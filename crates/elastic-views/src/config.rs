//! Widget configuration.
//!
//! [`ElasticConfig`] holds the defaults elastic widgets are built with. It can
//! be loaded from TOML; missing keys fall back to their defaults:
//!
//! ```toml
//! scale = 0.85
//! duration_ms = 500
//! checked_alpha = 0.7
//! easing = "elastic_out"
//! include_children = true
//! ```

use std::path::{Path, PathBuf};

use elastic_views_core::logging::targets;
use serde::{Deserialize, Serialize};

use crate::widget::animation::Easing;

/// Errors that can occur while loading configuration.
#[derive(Debug, thiserror::Error)]
pub enum ConfigError {
    /// The file could not be read.
    #[error("Failed to read config '{path}': {source}")]
    Io {
        path: PathBuf,
        #[source]
        source: std::io::Error,
    },

    /// The TOML could not be parsed.
    #[error("Config parse error: {0}")]
    Parse(#[from] toml::de::Error),

    /// The config could not be serialized.
    #[error("Config serialize error: {0}")]
    Serialize(#[from] toml::ser::Error),

    /// A value is out of range.
    #[error("Invalid value for '{field}': {message}")]
    InvalidValue {
        field: &'static str,
        message: String,
    },
}

impl ConfigError {
    fn invalid_value(field: &'static str, message: impl Into<String>) -> Self {
        Self::InvalidValue {
            field,
            message: message.into(),
        }
    }
}

/// Result type alias for configuration operations.
pub type ConfigResult<T> = std::result::Result<T, ConfigError>;

/// Defaults for elastic widgets.
#[derive(Debug, Clone, PartialEq, Serialize, Deserialize)]
#[serde(default)]
pub struct ElasticConfig {
    /// Scale a widget shrinks to while pressed.
    pub scale: f32,
    /// Total press duration in milliseconds (shrink and release).
    pub duration_ms: u32,
    /// Opacity of a checked check button.
    pub checked_alpha: f32,
    /// Easing curve of the press animation.
    pub easing: Easing,
    /// Whether a group's children animate with it.
    pub include_children: bool,
}

impl Default for ElasticConfig {
    fn default() -> Self {
        Self {
            scale: 0.9,
            duration_ms: 500,
            checked_alpha: 0.7,
            easing: Easing::ElasticOut,
            include_children: true,
        }
    }
}

impl ElasticConfig {
    /// Parse and validate a TOML document.
    pub fn from_toml_str(source: &str) -> ConfigResult<Self> {
        let config: Self = toml::from_str(source)?;
        config.validate()?;
        Ok(config)
    }

    /// Load and validate a TOML file.
    pub fn load(path: impl AsRef<Path>) -> ConfigResult<Self> {
        let path = path.as_ref();
        let source = std::fs::read_to_string(path).map_err(|source| ConfigError::Io {
            path: path.to_path_buf(),
            source,
        })?;
        let config = Self::from_toml_str(&source)?;
        tracing::debug!(target: targets::CONFIG, path = %path.display(), ?config, "loaded config");
        Ok(config)
    }

    /// Serialize to a TOML document.
    pub fn to_toml_string(&self) -> ConfigResult<String> {
        Ok(toml::to_string(self)?)
    }

    /// Check that every value is in range.
    pub fn validate(&self) -> ConfigResult<()> {
        if !self.scale.is_finite() || self.scale <= 0.0 {
            return Err(ConfigError::invalid_value(
                "scale",
                format!("must be a positive number, got {}", self.scale),
            ));
        }
        if !(0.0..=1.0).contains(&self.checked_alpha) {
            return Err(ConfigError::invalid_value(
                "checked_alpha",
                format!("must be within 0.0..=1.0, got {}", self.checked_alpha),
            ));
        }
        Ok(())
    }
}

#[cfg(test)]
mod tests {
    use super::*;
    use std::io::Write;

    #[test]
    fn test_missing_keys_use_defaults() {
        let config = ElasticConfig::from_toml_str("scale = 0.85").unwrap();
        assert_eq!(config.scale, 0.85);
        assert_eq!(config.duration_ms, 500);
        assert_eq!(config.easing, Easing::ElasticOut);
    }

    #[test]
    fn test_easing_names() {
        let config = ElasticConfig::from_toml_str(r#"easing = "ease_in_out""#).unwrap();
        assert_eq!(config.easing, Easing::EaseInOut);
        assert!(ElasticConfig::from_toml_str(r#"easing = "bouncy""#).is_err());
    }

    #[test]
    fn test_out_of_range_rejected() {
        let err = ElasticConfig::from_toml_str("checked_alpha = 1.5").unwrap_err();
        assert!(matches!(err, ConfigError::InvalidValue { field: "checked_alpha", .. }));

        let err = ElasticConfig::from_toml_str("scale = 0.0").unwrap_err();
        assert!(matches!(err, ConfigError::InvalidValue { field: "scale", .. }));
    }

    #[test]
    fn test_negative_duration_is_a_parse_error() {
        let err = ElasticConfig::from_toml_str("duration_ms = -5").unwrap_err();
        assert!(matches!(err, ConfigError::Parse(_)));
    }

    #[test]
    fn test_load_from_file() {
        let mut file = tempfile::NamedTempFile::new().unwrap();
        writeln!(file, "scale = 0.75\nduration_ms = 300\ninclude_children = false").unwrap();

        let config = ElasticConfig::load(file.path()).unwrap();
        assert_eq!(config.scale, 0.75);
        assert_eq!(config.duration_ms, 300);
        assert!(!config.include_children);
    }

    #[test]
    fn test_load_missing_file() {
        let err = ElasticConfig::load("/nonexistent/elastic.toml").unwrap_err();
        assert!(matches!(err, ConfigError::Io { .. }));
    }

    #[test]
    fn test_toml_round_trip_of_defaults() {
        let text = ElasticConfig::default().to_toml_string().unwrap();
        assert_eq!(ElasticConfig::from_toml_str(&text).unwrap(), ElasticConfig::default());
    }
}
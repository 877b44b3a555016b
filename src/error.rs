//! Error types for the aspect toolkit.
//!
//! None of these errors ever reach the caller of a wrapped operation: the
//! aspects recover from them locally. They surface only through the lower
//! level APIs (publishers, serialization helpers, settings loading).

use std::fmt;

/// Result type for aspect-side operations.
pub type Result<T> = std::result::Result<T, Error>;

/// Error types for the aspect toolkit.
///
/// The wrapped call's own failure is never converted into this type; it is
/// handed back to the caller exactly as produced.
#[derive(Debug, Clone)]
pub enum Error {
    /// A value could not be rendered as JSON text.
    ///
    /// Common causes:
    /// - Map with non-string keys
    /// - Custom `Serialize` impl returned an error
    ///
    /// **Recovery:** aspects substitute a descriptive placeholder string.
    SerializationError(String),

    /// The outbound port or the transport rejected a message.
    ///
    /// Common causes:
    /// - Publish buffer is full
    /// - Background drain task has stopped
    /// - Broker unreachable
    ///
    /// **Recovery:** logged and dropped. Never retried.
    PublishError(String),

    /// No request context is available for the current task.
    ///
    /// **Recovery:** aspects substitute the `"N/A"` sentinel.
    ContextUnavailable(String),

    /// Settings could not be loaded or are invalid.
    ///
    /// **Recovery:** fix configuration and restart.
    ConfigError(String),

    /// Generic error with custom message.
    Other(String),
}

impl fmt::Display for Error {
    fn fmt(&self, f: &mut fmt::Formatter<'_>) -> fmt::Result {
        match self {
            Error::SerializationError(msg) => write!(f, "Serialization error: {}", msg),
            Error::PublishError(msg) => write!(f, "Publish error: {}", msg),
            Error::ContextUnavailable(msg) => write!(f, "Context unavailable: {}", msg),
            Error::ConfigError(msg) => write!(f, "Config error: {}", msg),
            Error::Other(msg) => write!(f, "Error: {}", msg),
        }
    }
}

impl std::error::Error for Error {}

// ============================================================================
// Conversions from other error types
// ============================================================================

impl From<serde_json::Error> for Error {
    fn from(e: serde_json::Error) -> Self {
        Error::SerializationError(e.to_string())
    }
}

impl From<config::ConfigError> for Error {
    fn from(e: config::ConfigError) -> Self {
        Error::ConfigError(e.to_string())
    }
}

impl From<String> for Error {
    fn from(e: String) -> Self {
        Error::Other(e)
    }
}

impl From<&str> for Error {
    fn from(e: &str) -> Self {
        Error::Other(e.to_string())
    }
}

#[cfg(feature = "kafka")]
impl From<rdkafka::error::KafkaError> for Error {
    fn from(e: rdkafka::error::KafkaError) -> Self {
        Error::PublishError(format!("Kafka error: {}", e))
    }
}

#[cfg(test)]
mod tests {
    use super::*;

    #[test]
    fn test_error_display() {
        let err = Error::PublishError("buffer full".to_string());
        assert_eq!(err.to_string(), "Publish error: buffer full");
    }

    #[test]
    fn test_error_from_string() {
        let err: Error = "test error".into();
        assert!(matches!(err, Error::Other(_)));
    }

    #[test]
    fn test_error_from_serde_json() {
        use std::collections::HashMap;

        // Non-string map keys cannot be represented as JSON object keys.
        let mut map = HashMap::new();
        map.insert(vec![1u8], 1);
        let err: Error = serde_json::to_string(&map).unwrap_err().into();
        assert!(matches!(err, Error::SerializationError(_)));
    }
}
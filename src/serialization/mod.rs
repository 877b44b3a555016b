//! JSON text rendering for event payloads.
//!
//! Aspects never abort an event because a value cannot be rendered. The
//! helpers here return `Result` for callers that care; the `render_*`
//! variants fold failures into a fixed placeholder string instead.
//!
//! # Placeholders
//!
//! ```text
//! parameters  ->  "Failed to serialize parameters: <reason>"
//! response    ->  "Failed to serialize response: <reason>"
//! ```
//!
//! # Example
//!
//! ```rust
//! use aspect_kit::serialization::{render_response, to_text};
//!
//! # fn main() -> aspect_kit::Result<()> {
//! assert_eq!(to_text(&vec![1, 2])?, "[1,2]");
//! assert_eq!(render_response(&Option::<u8>::None), "null");
//! # Ok(())
//! # }
//! ```

use crate::error::{Error, Result};
use serde::Serialize;
use serde_json::Value;

/// Rendering used when a call has no arguments.
pub const EMPTY_PARAMETERS: &str = "[]";

/// Prefix of the placeholder for an argument list that could not be rendered.
pub const PARAMETERS_PLACEHOLDER: &str = "Failed to serialize parameters: ";

/// Prefix of the placeholder for a result that could not be rendered.
pub const RESPONSE_PLACEHOLDER: &str = "Failed to serialize response: ";

/// Serialize any value to compact JSON text.
///
/// # Errors
///
/// Returns `Error::SerializationError` if the value's `Serialize` impl fails.
pub fn to_text<T: Serialize + ?Sized>(value: &T) -> Result<String> {
    serde_json::to_string(value).map_err(|e| {
        warn!("JSON serialization failed: {}", e);
        Error::SerializationError(e.to_string())
    })
}

/// Serialize any value to a JSON tree.
///
/// # Errors
///
/// Returns `Error::SerializationError` if the value's `Serialize` impl fails.
pub fn to_value<T: Serialize + ?Sized>(value: &T) -> Result<Value> {
    serde_json::to_value(value).map_err(Error::from)
}

/// Render a list of already-captured argument values.
///
/// Each item is either the argument's JSON tree or the reason it could not
/// be produced. The first failure wins and becomes the placeholder.
pub fn render_parameters<'a, I>(values: I) -> String
where
    I: IntoIterator<Item = std::result::Result<&'a Value, &'a str>>,
{
    let mut rendered = Vec::new();
    for value in values {
        match value {
            Ok(v) => rendered.push(v.clone()),
            Err(reason) => return format!("{}{}", PARAMETERS_PLACEHOLDER, reason),
        }
    }

    if rendered.is_empty() {
        return EMPTY_PARAMETERS.to_string();
    }

    match to_text(&rendered) {
        Ok(text) => text,
        Err(e) => format!("{}{}", PARAMETERS_PLACEHOLDER, e),
    }
}

/// Render a call's result. A JSON `null` renders as the literal `"null"`.
pub fn render_response<T: Serialize + ?Sized>(result: &T) -> String {
    match to_text(result) {
        Ok(text) => text,
        Err(e) => format!("{}{}", RESPONSE_PLACEHOLDER, e),
    }
}

#[cfg(test)]
mod tests {
    use super::*;
    use serde::ser::Error as _;
    use serde::Serializer;
    use serde_json::json;

    struct Unrenderable;

    impl Serialize for Unrenderable {
        fn serialize<S: Serializer>(&self, _serializer: S) -> std::result::Result<S::Ok, S::Error> {
            Err(S::Error::custom("socket handle"))
        }
    }

    #[test]
    fn test_to_text() {
        let text = to_text(&json!({"id": 1})).expect("serialize");
        assert_eq!(text, r#"{"id":1}"#);
    }

    #[test]
    fn test_to_text_failure() {
        let err = to_text(&Unrenderable).unwrap_err();
        assert!(matches!(err, Error::SerializationError(_)));
    }

    #[test]
    fn test_render_parameters_empty() {
        let values: Vec<std::result::Result<&Value, &str>> = vec![];
        assert_eq!(render_parameters(values), "[]");
    }

    #[test]
    fn test_render_parameters() {
        let a = json!(42);
        let b = json!({"name": "Alice"});
        let text = render_parameters(vec![Ok(&a), Ok(&b)]);
        assert_eq!(text, r#"[42,{"name":"Alice"}]"#);
    }

    #[test]
    fn test_render_parameters_placeholder() {
        let a = json!(42);
        let text = render_parameters(vec![Ok(&a), Err("socket handle")]);
        assert_eq!(text, "Failed to serialize parameters: socket handle");
    }

    #[test]
    fn test_render_response() {
        assert_eq!(render_response(&"ok"), r#""ok""#);
        assert_eq!(render_response(&()), "null");
        assert!(render_response(&Unrenderable).starts_with(RESPONSE_PLACEHOLDER));
    }
}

• • • •

ACTIVITY: Within the listing above, copy each line that has the string "while".

RESPONSE TO THE EXERCISE:
/// Errors that can occur while loading configuration.
    /// Scale a widget shrinks to while pressed.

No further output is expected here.